What needs to be done → I would like every record printed again, exactly as shown.

+ + +

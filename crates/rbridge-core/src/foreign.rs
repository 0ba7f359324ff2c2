//! Raw values as returned by the foreign (R) runtime
//!
//! These types mirror the shapes the foreign runtime hands back before any
//! conversion: named lists, atomic vectors, data frames and opaque objects.
//! They serialize with an internally tagged `type` field, which is also the
//! wire format spoken by the Rscript driver.

use serde::{Deserialize, Serialize};

/// The foreign runtime's missing-integer sentinel
pub const NA_INTEGER: i32 = i32::MIN;

/// Atomic vector payload
#[derive(Debug, Clone, PartialEq, Serialize, Deserialize)]
#[serde(tag = "kind", content = "values", rename_all = "lowercase")]
pub enum VectorData {
    /// Integer vector; missing entries hold [`NA_INTEGER`]
    Integer(Vec<i32>),

    /// Double vector
    Double(Vec<Option<f64>>),

    /// Logical vector
    Logical(Vec<Option<bool>>),

    /// Character vector
    Character(Vec<Option<String>>),
}

impl VectorData {
    /// Number of elements
    pub fn len(&self) -> usize {
        match self {
            Self::Integer(v) => v.len(),
            Self::Double(v) => v.len(),
            Self::Logical(v) => v.len(),
            Self::Character(v) => v.len(),
        }
    }

    /// Whether the vector is empty
    pub fn is_empty(&self) -> bool {
        self.len() == 0
    }

    /// Short type name as the foreign runtime reports it
    pub fn kind(&self) -> &'static str {
        match self {
            Self::Integer(_) => "integer",
            Self::Double(_) => "double",
            Self::Logical(_) => "logical",
            Self::Character(_) => "character",
        }
    }
}

/// Single foreign scalar
#[derive(Debug, Clone, PartialEq, Serialize, Deserialize)]
#[serde(tag = "kind", content = "value", rename_all = "lowercase")]
pub enum ForeignScalar {
    Integer(i32),
    Double(f64),
    Logical(bool),
    Character(String),
}

/// Atomic vector with optional parallel names
#[derive(Debug, Clone, PartialEq, Serialize, Deserialize)]
pub struct ForeignVector {
    /// Elements
    pub data: VectorData,

    /// Element names, parallel to `data`
    #[serde(default)]
    pub names: Option<Vec<Option<String>>>,
}

impl ForeignVector {
    /// Unnamed vector
    pub fn new(data: VectorData) -> Self {
        Self { data, names: None }
    }

    /// Named vector
    pub fn named(data: VectorData, names: Vec<Option<String>>) -> Self {
        Self {
            data,
            names: Some(names),
        }
    }
}

/// Generic (possibly named) list
#[derive(Debug, Clone, PartialEq, Serialize, Deserialize)]
pub struct NamedList {
    /// Entry names, parallel to `values`; `None` when the list has no names
    #[serde(default)]
    pub names: Option<Vec<Option<String>>>,

    /// Entries
    pub values: Vec<ForeignValue>,
}

impl NamedList {
    /// Unnamed list
    pub fn unnamed(values: Vec<ForeignValue>) -> Self {
        Self {
            names: None,
            values,
        }
    }

    /// Named list from `(name, value)` pairs
    pub fn from_pairs<K: Into<String>>(pairs: Vec<(K, ForeignValue)>) -> Self {
        let (names, values) = pairs
            .into_iter()
            .map(|(k, v)| (Some(k.into()), v))
            .unzip();
        Self {
            names: Some(names),
            values,
        }
    }
}

/// A data frame column
#[derive(Debug, Clone, PartialEq, Serialize, Deserialize)]
pub struct ForeignColumn {
    /// Column name
    pub name: String,

    /// Column values
    pub data: VectorData,

    /// Class attribute (`Date`, `POSIXct`, `factor`, ...)
    #[serde(default)]
    pub class: Vec<String>,

    /// `tzone` attribute of date-time columns
    #[serde(default)]
    pub tzone: Option<String>,

    /// Levels of factor columns
    #[serde(default)]
    pub levels: Option<Vec<String>>,
}

impl ForeignColumn {
    /// Plain column without class attributes
    pub fn new(name: impl Into<String>, data: VectorData) -> Self {
        Self {
            name: name.into(),
            data,
            class: Vec::new(),
            tzone: None,
            levels: None,
        }
    }

    /// Set the class attribute
    pub fn with_class(mut self, class: &[&str]) -> Self {
        self.class = class.iter().map(|c| c.to_string()).collect();
        self
    }

    /// Set the timezone attribute
    pub fn with_tzone(mut self, tzone: impl Into<String>) -> Self {
        self.tzone = Some(tzone.into());
        self
    }

    /// Set factor levels
    pub fn with_levels(mut self, levels: Vec<String>) -> Self {
        self.levels = Some(levels);
        self
    }

    /// Check the class attribute
    pub fn inherits(&self, class: &str) -> bool {
        self.class.iter().any(|c| c == class)
    }
}

/// A data frame
#[derive(Debug, Clone, PartialEq, Serialize, Deserialize)]
pub struct ForeignTable {
    /// Columns in order
    pub columns: Vec<ForeignColumn>,

    /// Row names (the foreign runtime's default is `"1".."n"`)
    #[serde(default)]
    pub row_names: Option<Vec<String>>,
}

impl ForeignTable {
    /// Data frame with default row names `"1".."n"`
    pub fn new(columns: Vec<ForeignColumn>) -> Self {
        let rows = columns.first().map(|c| c.data.len()).unwrap_or(0);
        Self {
            columns,
            row_names: Some((1..=rows).map(|i| i.to_string()).collect()),
        }
    }

    /// Number of rows according to the first column
    pub fn n_rows(&self) -> usize {
        self.columns.first().map(|c| c.data.len()).unwrap_or(0)
    }
}

/// Any value returned by the foreign runtime
#[derive(Debug, Clone, PartialEq, Serialize, Deserialize)]
#[serde(tag = "type", rename_all = "snake_case")]
pub enum ForeignValue {
    /// NULL
    Null,

    /// Length-one value
    Scalar { value: ForeignScalar },

    /// Atomic vector
    Vector(ForeignVector),

    /// Generic list (named or not)
    List(NamedList),

    /// Data frame
    DataFrame(ForeignTable),

    /// Anything else (functions, environments, S4 objects)
    Opaque { class: Vec<String>, repr: String },
}

impl ForeignValue {
    /// Short description of the value's shape
    pub fn type_name(&self) -> &'static str {
        match self {
            Self::Null => "NULL",
            Self::Scalar { .. } => "scalar",
            Self::Vector(_) => "vector",
            Self::List(_) => "list",
            Self::DataFrame(_) => "data.frame",
            Self::Opaque { .. } => "opaque",
        }
    }
}

impl From<&str> for ForeignValue {
    fn from(value: &str) -> Self {
        Self::Scalar {
            value: ForeignScalar::Character(value.to_string()),
        }
    }
}

impl From<String> for ForeignValue {
    fn from(value: String) -> Self {
        Self::Scalar {
            value: ForeignScalar::Character(value),
        }
    }
}

impl From<i32> for ForeignValue {
    fn from(value: i32) -> Self {
        Self::Scalar {
            value: ForeignScalar::Integer(value),
        }
    }
}

impl From<f64> for ForeignValue {
    fn from(value: f64) -> Self {
        Self::Scalar {
            value: ForeignScalar::Double(value),
        }
    }
}

impl From<bool> for ForeignValue {
    fn from(value: bool) -> Self {
        Self::Scalar {
            value: ForeignScalar::Logical(value),
        }
    }
}

impl From<Vec<String>> for ForeignValue {
    fn from(values: Vec<String>) -> Self {
        Self::Vector(ForeignVector::new(VectorData::Character(
            values.into_iter().map(Some).collect(),
        )))
    }
}

impl From<Vec<f64>> for ForeignValue {
    fn from(values: Vec<f64>) -> Self {
        Self::Vector(ForeignVector::new(VectorData::Double(
            values.into_iter().map(Some).collect(),
        )))
    }
}

impl From<Vec<i32>> for ForeignValue {
    fn from(values: Vec<i32>) -> Self {
        Self::Vector(ForeignVector::new(VectorData::Integer(values)))
    }
}

impl From<ForeignTable> for ForeignValue {
    fn from(table: ForeignTable) -> Self {
        Self::DataFrame(table)
    }
}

+ + +

Written answer →
filename crates/rbridge-core/src/foreign.rs
repository 0ba7f359324ff2c2
//! Raw values as returned by the foreign (R) runtime
//!
//! These types mirror the shapes the foreign runtime hands back before any
//! conversion: named lists, atomic vectors, data frames and opaque objects.
//! They serialize with an internally tagged `type` field, which is also the
//! wire format spoken by the Rscript driver.

use serde::{Deserialize, Serialize};

/// The foreign runtime's missing-integer sentinel
pub const NA_INTEGER: i32 = i32::MIN;

/// Atomic vector payload
#[derive(Debug, Clone, PartialEq, Serialize, Deserialize)]
#[serde(tag = "kind", content = "values", rename_all = "lowercase")]
pub enum VectorData {
    /// Integer vector; missing entries hold [`NA_INTEGER`]
    Integer(Vec<i32>),

    /// Double vector
    Double(Vec<Option<f64>>),

    /// Logical vector
    Logical(Vec<Option<bool>>),

    /// Character vector
    Character(Vec<Option<String>>),
}

impl VectorData {
    /// Number of elements
    pub fn len(&self) -> usize {
        match self {
            Self::Integer(v) => v.len(),
            Self::Double(v) => v.len(),
            Self::Logical(v) => v.len(),
            Self::Character(v) => v.len(),
        }
    }

    /// Whether the vector is empty
    pub fn is_empty(&self) -> bool {
        self.len() == 0
    }

    /// Short type name as the foreign runtime reports it
    pub fn kind(&self) -> &'static str {
        match self {
            Self::Integer(_) => "integer",
            Self::Double(_) => "double",
            Self::Logical(_) => "logical",
            Self::Character(_) => "character",
        }
    }
}

/// Single foreign scalar
#[derive(Debug, Clone, PartialEq, Serialize, Deserialize)]
#[serde(tag = "kind", content = "value", rename_all = "lowercase")]
pub enum ForeignScalar {
    Integer(i32),
    Double(f64),
    Logical(bool),
    Character(String),
}

/// Atomic vector with optional parallel names
#[derive(Debug, Clone, PartialEq, Serialize, Deserialize)]
pub struct ForeignVector {
    /// Elements
    pub data: VectorData,

    /// Element names, parallel to `data`
    #[serde(default)]
    pub names: Option<Vec<Option<String>>>,
}

impl ForeignVector {
    /// Unnamed vector
    pub fn new(data: VectorData) -> Self {
        Self { data, names: None }
    }

    /// Named vector
    pub fn named(data: VectorData, names: Vec<Option<String>>) -> Self {
        Self {
            data,
            names: Some(names),
        }
    }
}

/// Generic (possibly named) list
#[derive(Debug, Clone, PartialEq, Serialize, Deserialize)]
pub struct NamedList {
    /// Entry names, parallel to `values`; `None` when the list has no names
    #[serde(default)]
    pub names: Option<Vec<Option<String>>>,

    /// Entries
    pub values: Vec<ForeignValue>,
}

impl NamedList {
    /// Unnamed list
    pub fn unnamed(values: Vec<ForeignValue>) -> Self {
        Self {
            names: None,
            values,
        }
    }

    /// Named list from `(name, value)` pairs
    pub fn from_pairs<K: Into<String>>(pairs: Vec<(K, ForeignValue)>) -> Self {
        let (names, values) = pairs
            .into_iter()
            .map(|(k, v)| (Some(k.into()), v))
            .unzip();
        Self {
            names: Some(names),
            values,
        }
    }
}

/// A data frame column
#[derive(Debug, Clone, PartialEq, Serialize, Deserialize)]
pub struct ForeignColumn {
    /// Column name
    pub name: String,

    /// Column values
    pub data: VectorData,

    /// Class attribute (`Date`, `POSIXct`, `factor`, ...)
    #[serde(default)]
    pub class: Vec<String>,

    /// `tzone` attribute of date-time columns
    #[serde(default)]
    pub tzone: Option<String>,

    /// Levels of factor columns
    #[serde(default)]
    pub levels: Option<Vec<String>>,
}

impl ForeignColumn {
    /// Plain column without class attributes
    pub fn new(name: impl Into<String>, data: VectorData) -> Self {
        Self {
            name: name.into(),
            data,
            class: Vec::new(),
            tzone: None,
            levels: None,
        }
    }

    /// Set the class attribute
    pub fn with_class(mut self, class: &[&str]) -> Self {
        self.class = class.iter().map(|c| c.to_string()).collect();
        self
    }

    /// Set the timezone attribute
    pub fn with_tzone(mut self, tzone: impl Into<String>) -> Self {
        self.tzone = Some(tzone.into());
        self
    }

    /// Set factor levels
    pub fn with_levels(mut self, levels: Vec<String>) -> Self {
        self.levels = Some(levels);
        self
    }

    /// Check the class attribute
    pub fn inherits(&self, class: &str) -> bool {
        self.class.iter().any(|c| c == class)
    }
}

/// A data frame
#[derive(Debug, Clone, PartialEq, Serialize, Deserialize)]
pub struct ForeignTable {
    /// Columns in order
    pub columns: Vec<ForeignColumn>,

    /// Row names (the foreign runtime's default is `"1".."n"`)
    #[serde(default)]
    pub row_names: Option<Vec<String>>,
}

impl ForeignTable {
    /// Data frame with default row names `"1".."n"`
    pub fn new(columns: Vec<ForeignColumn>) -> Self {
        let rows = columns.first().map(|c| c.data.len()).unwrap_or(0);
        Self {
            columns,
            row_names: Some((1..=rows).map(|i| i.to_string()).collect()),
        }
    }

    /// Number of rows according to the first column
    pub fn n_rows(&self) -> usize {
        self.columns.first().map(|c| c.data.len()).unwrap_or(0)
    }
}

/// Any value returned by the foreign runtime
#[derive(Debug, Clone, PartialEq, Serialize, Deserialize)]
#[serde(tag = "type", rename_all = "snake_case")]
pub enum ForeignValue {
    /// NULL
    Null,

    /// Length-one value
    Scalar { value: ForeignScalar },

    /// Atomic vector
    Vector(ForeignVector),

    /// Generic list (named or not)
    List(NamedList),

    /// Data frame
    DataFrame(ForeignTable),

    /// Anything else (functions, environments, S4 objects)
    Opaque { class: Vec<String>, repr: String },
}

impl ForeignValue {
    /// Short description of the value's shape
    pub fn type_name(&self) -> &'static str {
        match self {
            Self::Null => "NULL",
            Self::Scalar { .. } => "scalar",
            Self::Vector(_) => "vector",
            Self::List(_) => "list",
            Self::DataFrame(_) => "data.frame",
            Self::Opaque { .. } => "opaque",
        }
    }
}

impl From<&str> for ForeignValue {
    fn from(value: &str) -> Self {
        Self::Scalar {
            value: ForeignScalar::Character(value.to_string()),
        }
    }
}

impl From<String> for ForeignValue {
    fn from(value: String) -> Self {
        Self::Scalar {
            value: ForeignScalar::Character(value),
        }
    }
}

impl From<i32> for ForeignValue {
    fn from(value: i32) -> Self {
        Self::Scalar {
            value: ForeignScalar::Integer(value),
        }
    }
}

impl From<f64> for ForeignValue {
    fn from(value: f64) -> Self {
        Self::Scalar {
            value: ForeignScalar::Double(value),
        }
    }
}

impl From<bool> for ForeignValue {
    fn from(value: bool) -> Self {
        Self::Scalar {
            value: ForeignScalar::Logical(value),
        }
    }
}

impl From<Vec<String>> for ForeignValue {
    fn from(values: Vec<String>) -> Self {
        Self::Vector(ForeignVector::new(VectorData::Character(
            values.into_iter().map(Some).collect(),
        )))
    }
}

impl From<Vec<f64>> for ForeignValue {
    fn from(values: Vec<f64>) -> Self {
        Self::Vector(ForeignVector::new(VectorData::Double(
            values.into_iter().map(Some).collect(),
        )))
    }
}

impl From<Vec<i32>> for ForeignValue {
    fn from(values: Vec<i32>) -> Self {
        Self::Vector(ForeignVector::new(VectorData::Integer(values)))
    }
}

impl From<ForeignTable> for ForeignValue {
    fn from(table: ForeignTable) -> Self {
        Self::DataFrame(table)
    }
}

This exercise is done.